Traditional skin grafting relies on large areas of donor skin harvested from one part of the body to close wounds elsewhere. This approach creates additional painful wounds and often requires multiple procedures. Spray-On Skin Cells change that dynamic.

“They allow us to use a very small piece of healthy skin to help close a much larger wound,” Dr. Foster explains. “When we spray those cells over a widely meshed autograft, they move into the open spaces between the mesh rather than leaving those areas to heal slowly from the edges.”

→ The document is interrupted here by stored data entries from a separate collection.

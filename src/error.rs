//! Error handler for identity adapters.

use ldap3::LdapError;
use thiserror::Error;

use crate::attribute::AttributeType;

pub type Result<T> = std::result::Result<T, Error>;

type Source = Box<dyn std::error::Error + Send + Sync>;

/// Enum representing adapter failures.
///
/// Rejected credentials are never an error: adapters answer `Ok(false)` for
/// an unknown, ambiguous or wrongly authenticated account.
#[derive(Debug, Error)]
pub enum Error {
    #[error("directory backend is unreachable: {0}")]
    Setup(#[source] Source),
    #[error("directory operation failed: {0}")]
    Directory(#[source] Source),
    #[error("directory client is not connected")]
    NotConnected,
    #[error("entry `{dn}` no longer exists")]
    EntryNotFound { dn: String },

    #[error("identity attribute `{attribute}` not found")]
    IdentityAttributeNotFound { attribute: String },
    #[error("no identity has been authenticated")]
    NotAuthenticated,
    #[error("attribute `{attribute}` cannot be converted to {kind}")]
    AttributeConversion {
        attribute: String,
        kind: AttributeType,
    },

    #[error("invalid adapter options: {0}")]
    Options(#[source] serde_yaml::Error),
    #[error("account filter needs one `%s` placeholder, found {placeholders}")]
    InvalidAccountFilter { placeholders: usize },
    #[error("`{address}` is not an ldap:// or ldaps:// address")]
    InvalidAddress { address: String },
    #[error("service account `{dn}` has no password")]
    MissingBindPassword { dn: String },
    #[error("identity attribute cannot be empty")]
    EmptyIdentityAttribute,
}

impl Error {
    /// Wrap any transport failure into [`Error::Directory`].
    pub fn directory<E>(err: E) -> Self
    where
        E: std::error::Error + Send + Sync + 'static,
    {
        Self::Directory(Box::new(err))
    }

    /// Reclassify a transport failure raised while setting up an adapter.
    pub(crate) fn into_setup(self) -> Self {
        match self {
            Self::Directory(source) => Self::Setup(source),
            other => other,
        }
    }
}

impl From<LdapError> for Error {
    fn from(err: LdapError) -> Self {
        Self::directory(err)
    }
}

The same principle applies to donor sites, which are often among the most painful aspects of burn recovery.

“On average, a donor site heals in seven to ten days,” he says. “With Spray-On Skin Cells, the time is shortened by a couple of days.”

Those gains compound. Faster wound closure means fewer trips to the operating room, less risk of infection, and shorter hospital stays. Real-world data show that adults with deep partial-thickness burns treated with RECELL experience hospital stays that are approximately 36 percent shorter, about six fewer days, compared with standard grafting.

Healing Beyond the Physical

While the clinical outcomes are compelling, Dr. Foster emphasizes that the emotional and psychological benefits are just as significant.

“A burn injury is uniquely traumatic,” he says. “Most patients have acute stress reactions, and many develop symptoms of PTSD.”

Major burns often require weeks or months in the hospital, including extended ICU stays and repeated surgeries. By accelerating wound closure, Spray-On Skin Cells help shorten that experience.

“Anything that shortens the hospital stay, reduces the number of surgeries, or gets people into physical and occupational therapy sooner can have a significant impact,” Dr. Foster says. “Getting home sooner, returning to routines, and reconnecting with family all help reduce the severity of those symptoms.”

Although the psychological impact has not been formally studied, he says the clinical connection is undeniable.

Minimizing Donor Site Trauma

Reducing donor site injury is another major advantage of the technology. Patients with acute wounds often do not have enough healthy donor skin available for traditional grafting. One of RECELL’s many advantages is that a small sample, only about the size of a postage stamp, is required.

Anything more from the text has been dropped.